Тимофей для острастки ударил ногой по клюке. Та с деревянным стуком ударилась о стену дома и упала на землю. Тело деда скрючилось, он хватал рукой воздух в тщетных поисках опоры. Старик опускался на колени медленно, с тихим жалобным стоном. Тимофей почувствовал, как тонкие пальчики Ксении вцепились в его плечо.

– Прошу, не надо! – молила она. – Дяденька стар. Ноги его совсем не держат. Он не хотел вам грубить.

– Я-то как раз хотел грубить. – Старик стоял на коленях, опираясь одной трясущейся рукой в землю, другой отирая испарину со лба. – Я стар и не могу защитить тебя, Ксеня. И никто не может. От антихриста защитит лишь молитва…

– Замолчи, дядя!

– Он обесчестил тебя у меня на глазах, а я промолчал, струсил, многогрешный. Увы мне! А ты его оставь, Ксеня, не то он причинит тебе зло ещё большее!

– За что ты поносишь меня, старик? – в глазах у Тимофея потемнело. Выпитый коньяк, бессонная ночь, ревность, навязчивая девчонка – нет, надо срочно покончить со всем этим! Он слышал, как где-то очень далеко крякает клаксон кабриолета. На один лишь миг Тимофею почудилось, будто кто-то толкнул его под руку.

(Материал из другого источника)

#[cfg(test)]
mod tests {
    use super::*;
    use formcheck_models::Landmark;

    fn snapshot(entries: &[(LandmarkId, (f64, f64))]) -> PoseSnapshot {
        PoseSnapshot::from_entries(
            entries
                .iter()
                .map(|(id, (x, y))| (*id, Landmark::new(*x, *y, 0.0, 1.0))),
        )
    }

    fn pairs_condition(
        pairs: Vec<JointPair>,
        m: TargetSlope,
        assessment_type: AssessmentType,
    ) -> Condition {
        Condition {
            joints: JointSet::Pairs(pairs),
            m,
            assessment_type,
        }
    }

    #[test]
    fn line_scores_best_matching_side() {
        // Left shoulder-hip slope: (0.8-0.2)/(0.55-0.25) = 2.0 (exact target).
        // Right side slope: 1.0 (off target).
        let snap = snapshot(&[
            (LandmarkId::LeftShoulder, (0.25, 0.2)),
            (LandmarkId::LeftHip, (0.55, 0.8)),
            (LandmarkId::RightShoulder, (0.2, 0.2)),
            (LandmarkId::RightHip, (0.8, 0.8)),
        ]);
        let condition = pairs_condition(
            vec![["SHOULDER".into(), "HIP".into()]],
            TargetSlope::Value(2.0),
            AssessmentType::Line,
        );
        let score = ScoringEngine::default()
            .score_condition(&snap, &condition, Profile::Side)
            .unwrap();
        assert_eq!(score, 0.0);
    }

    #[test]
    fn line_with_no_visible_landmarks_is_not_evaluable() {
        let snap = snapshot(&[(LandmarkId::LeftShoulder, (0.25, 0.2))]);
        let condition = pairs_condition(
            vec![["SHOULDER".into(), "HIP".into()]],
            TargetSlope::Value(2.0),
            AssessmentType::Line,
        );
        assert_eq!(
            ScoringEngine::default().score_condition(&snap, &condition, Profile::Side),
            None
        );
    }

    #[test]
    fn line_vertical_pair_against_finite_target_is_unbounded() {
        let snap = snapshot(&[
            (LandmarkId::LeftShoulder, (0.5, 0.2)),
            (LandmarkId::LeftHip, (0.5, 0.8)),
        ]);
        let condition = pairs_condition(
            vec![["SHOULDER".into(), "HIP".into()]],
            TargetSlope::Value(2.0),
            AssessmentType::Line,
        );
        let score = ScoringEngine::default()
            .score_condition(&snap, &condition, Profile::Side)
            .unwrap();
        assert_eq!(score, f64::INFINITY);
    }

    #[test]
    fn front_profile_uses_qualified_names_as_given() {
        let snap = snapshot(&[
            (LandmarkId::LeftKnee, (0.3, 0.6)),
            (LandmarkId::RightKnee, (0.7, 0.6)),
        ]);
        // Level knees: slope 0 against target 0 scores 0 (via the zero-target
        // branch: actual 0 * 100).
        let condition = pairs_condition(
            vec![["LEFT_KNEE".into(), "RIGHT_KNEE".into()]],
            TargetSlope::Value(0.0),
            AssessmentType::Line,
        );
        let score = ScoringEngine::default()
            .score_condition(&snap, &condition, Profile::Front)
            .unwrap();
        assert_eq!(score, 0.0);
    }

    #[test]
    fn min_line_satisfied_scores_exactly_zero() {
        // Hip-knee slope 0.5, comfortably above the 0.15 minimum.
        let snap = snapshot(&[
            (LandmarkId::LeftHip, (0.4, 0.5)),
            (LandmarkId::LeftKnee, (0.6, 0.6)),
            (LandmarkId::RightHip, (0.4, 0.5)),
            (LandmarkId::RightKnee, (0.6, 0.6)),
        ]);
        let condition = pairs_condition(
            vec![["HIP".into(), "KNEE".into()]],
            TargetSlope::Value(0.15),
            AssessmentType::MinLine,
        );
        let score = ScoringEngine::default()
            .score_condition(&snap, &condition, Profile::Side)
            .unwrap();
        assert_eq!(score, 0.0);
    }

    #[test]
    fn min_line_at_the_boundary_scores_zero() {
        // Slope exactly equal to the target satisfies the minimum.
        let snap = snapshot(&[
            (LandmarkId::LeftHip, (0.0, 0.0)),
            (LandmarkId::LeftKnee, (1.0, 0.15)),
        ]);
        let condition = pairs_condition(
            vec![["HIP".into(), "KNEE".into()]],
            TargetSlope::Value(0.15),
            AssessmentType::MinLine,
        );
        let score = ScoringEngine::default()
            .score_condition(&snap, &condition, Profile::Side)
            .unwrap();
        assert_eq!(score, 0.0);
    }

    #[test]
    fn min_line_below_target_is_penalized() {
        // Slope 0.05 below a 0.15 minimum: percent diff of (0.05, 0.15).
        let snap = snapshot(&[
            (LandmarkId::LeftHip, (0.0, 0.0)),
            (LandmarkId::LeftKnee, (1.0, 0.05)),
        ]);
        let condition = pairs_condition(
            vec![["HIP".into(), "KNEE".into()]],
            TargetSlope::Value(0.15),
            AssessmentType::MinLine,
        );
        let score = ScoringEngine::default()
            .score_condition(&snap, &condition, Profile::Side)
            .unwrap();
        let expected = percent_diff(
            Slope::Finite(0.05),
            Slope::Finite(0.15),
            DEFAULT_INF_THRESHOLD,
        );
        assert!((score - expected).abs() < 1e-12);
    }

    #[test]
    fn max_line_mirrors_min_line() {
        // Slope 0.1 at or below the 0.1 maximum scores zero.
        let snap = snapshot(&[
            (LandmarkId::LeftHip, (0.0, 0.0)),
            (LandmarkId::LeftKnee, (1.0, 0.1)),
        ]);
        let condition = pairs_condition(
            vec![["HIP".into(), "KNEE".into()]],
            TargetSlope::Value(0.1),
            AssessmentType::MaxLine,
        );
        let score = ScoringEngine::default()
            .score_condition(&snap, &condition, Profile::Side)
            .unwrap();
        assert_eq!(score, 0.0);

        // Slope 0.5 above the maximum is penalized.
        let steep = snapshot(&[
            (LandmarkId::LeftHip, (0.0, 0.0)),
            (LandmarkId::LeftKnee, (1.0, 0.5)),
        ]);
        let score = ScoringEngine::default()
            .score_condition(&steep, &condition, Profile::Side)
            .unwrap();
        assert!(score > 0.0);
    }

    #[test]
    fn vertical_slope_never_satisfies_a_bound() {
        let snap = snapshot(&[
            (LandmarkId::LeftHip, (0.5, 0.0)),
            (LandmarkId::LeftKnee, (0.5, 1.0)),
        ]);
        let condition = pairs_condition(
            vec![["HIP".into(), "KNEE".into()]],
            TargetSlope::Value(0.15),
            AssessmentType::MinLine,
        );
        let score = ScoringEngine::default()
            .score_condition(&snap, &condition, Profile::Side)
            .unwrap();
        assert_eq!(score, f64::INFINITY);
    }

    #[test]
    fn parallel_lines_without_target_checks_parallelism() {
        // Shin and torso lines share slope 2.0 on the left side: parallel,
        // score 0. Right side landmarks are absent and skipped.
        let snap = snapshot(&[
            (LandmarkId::LeftKnee, (0.4, 0.6)),
            (LandmarkId::LeftAnkle, (0.3, 0.4)),
            (LandmarkId::LeftShoulder, (0.5, 0.2)),
            (LandmarkId::LeftHip, (0.6, 0.4)),
        ]);
        let condition = Condition {
            joints: JointSet::ParallelLines {
                first_line: vec![["KNEE".into(), "ANKLE".into()]],
                second_line: vec![["SHOULDER".into(), "HIP".into()]],
            },
            m: TargetSlope::None,
            assessment_type: AssessmentType::ParallelLines,
        };
        let score = ScoringEngine::default()
            .score_condition(&snap, &condition, Profile::Side)
            .unwrap();
        assert!(score.abs() < 1e-12);
    }

    #[test]
    fn parallel_lines_with_target_averages_both_lines() {
        // First line slope 1.0, second line slope 3.0, target 2.0: the score
        // is the mean of the two percent differences.
        let snap = snapshot(&[
            (LandmarkId::LeftKnee, (0.0, 0.0)),
            (LandmarkId::LeftAnkle, (0.2, 0.2)),
            (LandmarkId::LeftShoulder, (0.0, 0.0)),
            (LandmarkId::LeftHip, (0.2, 0.6)),
        ]);
        let condition = Condition {
            joints: JointSet::ParallelLines {
                first_line: vec![["KNEE".into(), "ANKLE".into()]],
                second_line: vec![["SHOULDER".into(), "HIP".into()]],
            },
            m: TargetSlope::Value(2.0),
            assessment_type: AssessmentType::ParallelLines,
        };
        let score = ScoringEngine::default()
            .score_condition(&snap, &condition, Profile::Side)
            .unwrap();
        let d1 = percent_diff(Slope::Finite(1.0), Slope::Finite(2.0), DEFAULT_INF_THRESHOLD);
        let d2 = percent_diff(Slope::Finite(3.0), Slope::Finite(2.0), DEFAULT_INF_THRESHOLD);
        assert!((score - (d1 + d2) / 2.0).abs() < 1e-12);
    }

    #[test]
    fn condition_with_no_evaluable_instances_is_omitted() {
        let empty = PoseSnapshot::from_entries([]);
        let condition = pairs_condition(
            vec![["HIP".into(), "KNEE".into()]],
            TargetSlope::Value(1.0),
            AssessmentType::Line,
        );
        for profile in [Profile::Side, Profile::Front] {
            assert_eq!(
                ScoringEngine::default().score_condition(&empty, &condition, profile),
                None
            );
        }
    }
}
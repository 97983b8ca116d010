//! Pose-estimation adapter seam.
//!
//! The pose model itself (and the video decoding that feeds it) lives
//! outside this crate. The analyzer only needs: given a frame, zero or more
//! detected skeletons. Zero detections mean "no data for this frame" and the
//! frame is skipped downstream; it is not an error.

use async_trait::async_trait;
use formcheck_models::DetectedPose;

use crate::error::AnalysisResult;

/// External pose-estimation collaborator.
///
/// Implementations wrap whatever model runtime produces landmarks for a
/// frame. The analyzer consumes only the first detected skeleton; multi-person
/// tracking is out of scope.
#[async_trait]
pub trait PoseEstimator: Send + Sync {
    /// Detect skeletons in the given frame.
    ///
    /// An empty vector means no person was detected. Errors are scoped to
    /// the frame: the analyzer logs and skips, it does not abort the batch.
    async fn detect(&self, frame: u32) -> AnalysisResult<Vec<DetectedPose>>;
}
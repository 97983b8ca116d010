//! Per-frame landmark snapshots.

use std::collections::BTreeMap;

use crate::landmark::{DetectedPose, Landmark, LandmarkId};

/// The visible landmarks of exactly one analyzed frame.
///
/// Only landmarks whose visibility exceeds the sensitivity threshold used at
/// construction are present; a missing key means "not observed", never a
/// zero/default position. Snapshots are immutable, and every geometric
/// comparison must resolve all of its landmarks through the same snapshot --
/// mixing landmarks across frames is never valid.
#[derive(Debug, Clone, PartialEq)]
pub struct PoseSnapshot {
    landmarks: BTreeMap<LandmarkId, Landmark>,
}

impl PoseSnapshot {
    /// Filter a detected skeleton down to its confidently visible landmarks.
    ///
    /// A higher `sensitivity` drops more uncertain landmarks; too high and
    /// key joints go missing, too low and misplaced landmarks leak through.
    pub fn from_pose(pose: &DetectedPose, sensitivity: f64) -> Self {
        let landmarks = pose
            .iter()
            .filter(|(_, lm)| lm.visibility > sensitivity)
            .map(|(id, lm)| (id, *lm))
            .collect();
        Self { landmarks }
    }

    /// Build a snapshot directly from landmark entries. Used by callers that
    /// already applied their own visibility filtering, and by tests.
    pub fn from_entries(entries: impl IntoIterator<Item = (LandmarkId, Landmark)>) -> Self {
        Self {
            landmarks: entries.into_iter().collect(),
        }
    }

    /// The landmark's data, if it was observed in this frame.
    pub fn get(&self, id: LandmarkId) -> Option<&Landmark> {
        self.landmarks.get(&id)
    }

    pub fn contains(&self, id: LandmarkId) -> bool {
        self.landmarks.contains_key(&id)
    }

    /// True when every listed landmark was observed.
    pub fn contains_all(&self, ids: &[LandmarkId]) -> bool {
        ids.iter().all(|id| self.contains(*id))
    }

    pub fn len(&self) -> usize {
        self.landmarks.len()
    }

    pub fn is_empty(&self) -> bool {
        self.landmarks.is_empty()
    }

    /// Observed landmarks in identifier order.
    pub fn iter(&self) -> impl Iterator<Item = (LandmarkId, &Landmark)> {
        self.landmarks.iter().map(|(id, lm)| (*id, lm))
    }
}
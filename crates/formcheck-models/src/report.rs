//! Assessment output types.

use std::collections::BTreeMap;

use schemars::JsonSchema;
use serde::{Deserialize, Serialize};

/// Camera-relative orientation of the subject in a frame.
///
/// A side-on view collapses left/right landmarks to nearly the same
/// horizontal position; a front-on view visibly separates them.
#[derive(Debug, Clone, Copy, PartialEq, Eq, Hash, Serialize, Deserialize, JsonSchema)]
#[serde(rename_all = "snake_case")]
pub enum Profile {
    Front,
    Side,
}

impl Profile {
    pub fn as_str(&self) -> &'static str {
        match self {
            Profile::Front => "front",
            Profile::Side => "side",
        }
    }
}

impl std::fmt::Display for Profile {
    fn fmt(&self, f: &mut std::fmt::Formatter<'_>) -> std::fmt::Result {
        f.write_str(self.as_str())
    }
}

/// Per-condition scores for one analyzed frame.
///
/// Scores are non-negative percent-difference values; lower is better, zero
/// means the condition's geometry matched its target exactly. A condition
/// that could not be evaluated (no visible landmarks) is absent, not zero.
#[derive(Debug, Clone, Default, PartialEq, Serialize, Deserialize, JsonSchema)]
#[serde(transparent)]
pub struct ScoreReport {
    scores: BTreeMap<String, f64>,
}

impl ScoreReport {
    pub fn new() -> Self {
        Self::default()
    }

    /// Record a condition's score.
    pub fn insert(&mut self, condition: impl Into<String>, score: f64) {
        self.scores.insert(condition.into(), score);
    }

    pub fn get(&self, condition: &str) -> Option<f64> {
        self.scores.get(condition).copied()
    }

    pub fn len(&self) -> usize {
        self.scores.len()
    }

    pub fn is_empty(&self) -> bool {
        self.scores.is_empty()
    }

    pub fn iter(&self) -> impl Iterator<Item = (&str, f64)> {
        self.scores.iter().map(|(name, score)| (name.as_str(), *score))
    }
}

/// Scores for one selected key frame.
#[derive(Debug, Clone, PartialEq, Serialize, Deserialize, JsonSchema)]
pub struct KeyFrameAssessment {
    /// Original frame index of the repetition extremum.
    pub frame: u32,
    /// Detected camera profile for that frame.
    pub profile: Profile,
    /// Per-condition scores.
    pub report: ScoreReport,
}

/// Full result of analyzing one movement: the selected key frames and the
/// scores each one earned. An empty `key_frames` list means no repetition
/// extremum could be identified.
#[derive(Debug, Clone, PartialEq, Serialize, Deserialize, JsonSchema)]
pub struct MovementAssessment {
    pub movement: String,
    pub key_frames: Vec<KeyFrameAssessment>,
}

impl MovementAssessment {
    pub fn empty(movement: impl Into<String>) -> Self {
        Self {
            movement: movement.into(),
            key_frames: Vec::new(),
        }
    }
}
//! Checkerbox shape.

use super::{ShapeError, PATH_TOLERANCE};
use crate::animation::Animatable;
use kurbo::{BezPath, Rect, Shape as KurboShape};
use serde::{Deserialize, Serialize};

/// A rows-by-columns grid where a cell is filled when its row and
/// column indices sum to an even number, starting filled at (0, 0).
#[derive(Debug, Clone, Copy, PartialEq, Eq, Serialize, Deserialize)]
pub struct Checkerbox {
    /// Number of rows, >= 1.
    pub rows: u32,
    /// Number of columns, >= 1.
    pub columns: u32,
}

impl Checkerbox {
    pub fn new(rows: u32, columns: u32) -> Result<Self, ShapeError> {
        let checkerbox = Self { rows, columns };
        checkerbox.validate()?;
        Ok(checkerbox)
    }

    pub fn validate(&self) -> Result<(), ShapeError> {
        if self.rows < 1 {
            return Err(ShapeError::RowsOutOfRange);
        }
        if self.columns < 1 {
            return Err(ShapeError::ColumnsOutOfRange);
        }
        Ok(())
    }

    /// Number of filled cells.
    pub fn filled_cells(&self) -> u32 {
        let (r, c) = (self.rows, self.columns);
        r.div_ceil(2) * c.div_ceil(2) + (r / 2) * (c / 2)
    }

    /// One rectangular sub-path per filled cell, row-major order.
    pub fn path_in(&self, rect: Rect) -> BezPath {
        let cell_width = rect.width() / self.columns as f64;
        let cell_height = rect.height() / self.rows as f64;

        let mut path = BezPath::new();
        for row in 0..self.rows {
            for column in 0..self.columns {
                if (row + column) % 2 == 0 {
                    let x = rect.x0 + column as f64 * cell_width;
                    let y = rect.y0 + row as f64 * cell_height;
                    let cell = Rect::new(x, y, x + cell_width, y + cell_height);
                    for el in cell.path_elements(PATH_TOLERANCE) {
                        path.push(el);
                    }
                }
            }
        }
        path
    }
}

/// Fractional grid dimensions used while a checkerbox animation is in
/// flight.
///
/// Rows and columns interpolate independently as floats; converting
/// back to a [`Checkerbox`] rounds each component half-up
/// (`f64::round`, half away from zero, which is half-up for the
/// non-negative values carried here) and clamps to the >= 1 invariant
/// so a transient sample can never produce an empty grid.
#[derive(Debug, Clone, Copy, PartialEq, Serialize, Deserialize)]
pub struct GridSize {
    pub rows: f64,
    pub columns: f64,
}

impl GridSize {
    pub fn new(rows: f64, columns: f64) -> Self {
        Self { rows, columns }
    }
}

impl From<Checkerbox> for GridSize {
    fn from(checkerbox: Checkerbox) -> Self {
        Self {
            rows: checkerbox.rows as f64,
            columns: checkerbox.columns as f64,
        }
    }
}

impl From<GridSize> for Checkerbox {
    fn from(grid: GridSize) -> Self {
        let rows = grid.rows.round().max(1.0) as u32;
        let columns = grid.columns.round().max(1.0) as u32;
        if grid.rows.round() < 1.0 || grid.columns.round() < 1.0 {
            log::debug!("grid size {grid:?} clamped to {rows}x{columns}");
        }
        Self { rows, columns }
    }
}

impl Animatable for GridSize {
    fn lerp(&self, to: &Self, t: f64) -> Self {
        Self {
            rows: self.rows + (to.rows - self.rows) * t,
            columns: self.columns + (to.columns - self.columns) * t,
        }
    }
}
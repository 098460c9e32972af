//! Main application entry point.

fn main() {
    env_logger::init();
    log::info!("Starting petalbox");

    if let Err(err) = petalbox_app::run() {
        log::error!("{err}");
        std::process::exit(1);
    }
}
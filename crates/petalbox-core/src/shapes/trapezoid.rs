//! Trapezoid shape.

use crate::animation::Animatable;
use kurbo::{BezPath, Point, Rect};
use serde::{Deserialize, Serialize};

/// A flat-bottomed trapezoid whose top edge is inset from both sides.
///
/// The single scalar parameter animates; see [`Animatable`].
#[derive(Debug, Clone, Copy, Default, PartialEq, Serialize, Deserialize)]
pub struct Trapezoid {
    /// Horizontal inset of the top edge from each side. Keep within
    /// `0..=rect.width()/2` for a non-self-intersecting outline.
    pub inset_amount: f64,
}

impl Trapezoid {
    pub fn new(inset_amount: f64) -> Self {
        Self { inset_amount }
    }

    /// Largest inset that keeps the outline from self-intersecting.
    pub fn max_inset(rect: Rect) -> f64 {
        rect.width() / 2.0
    }

    pub fn path_in(&self, rect: Rect) -> BezPath {
        let base_left = Point::new(0.0, rect.y1);

        let mut path = BezPath::new();
        path.move_to(base_left);
        path.line_to(Point::new(self.inset_amount, rect.y0));
        path.line_to(Point::new(rect.x1 - self.inset_amount, rect.y0));
        path.line_to(Point::new(rect.x1, rect.y1));
        path.line_to(base_left);
        path
    }
}

impl Animatable for Trapezoid {
    fn lerp(&self, to: &Self, t: f64) -> Self {
        Self {
            inset_amount: self.inset_amount + (to.inset_amount - self.inset_amount) * t,
        }
    }
}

– Антихрист! – прохрипел старик, и тогда Тимофей ударил его.

Хотел просто пнуть в бок ногой, но зачем-то занес кулак и ударил по голове. Старик рухнул набок. Девчонка отчаянно верещала, наскакивала на него, хватала горячими ручонками. Потом она куда-то делась, даже вопить перестала. А Тимофею чудилось, что какая-то неизвестная ему доселе, но непререкаемая сила овладела его телом. Его кулаки, плечи, ноги соударялись с разными предметами: твердыми и мягкими, устойчивыми и подвижными, мертвыми и одушевленными. Его сила не имела границ, не подчинялась разуму. Да о чем раздумывать, когда он, герой и орденоносец, коммунист, подвергается нападкам какой-то нищей швали, лишенцев, мелких людишек, жизни которых цена – одна копейка, и то с переплатой? Тимофей не мог остановиться, пока кто-то не ударил его по спине. Удар оказался чрезвычайно болезненным. Стало так темно, будто на голову ему надели пустое ведро и со всех силы ударили по нему ещё раз. Тогда Ксения закричала снова. Её голосу вторили странные причитания, голос навзрыд произносил смутно знакомые, но давно позабытые слова. Когда Тимофей нашел в себе силы, чтобы разомкнуть веки, первой, кого он увидел, оказалась Вера. Летчица сидела на нижней из трех ветхих ступеней, ведущих в сени. Она держала на коленях голову старика. Сучковатая клюка стояла рядом с ней, прислоненная к стене. Заметив, что Тимофей очнулся, Вера взяла клюку в руки.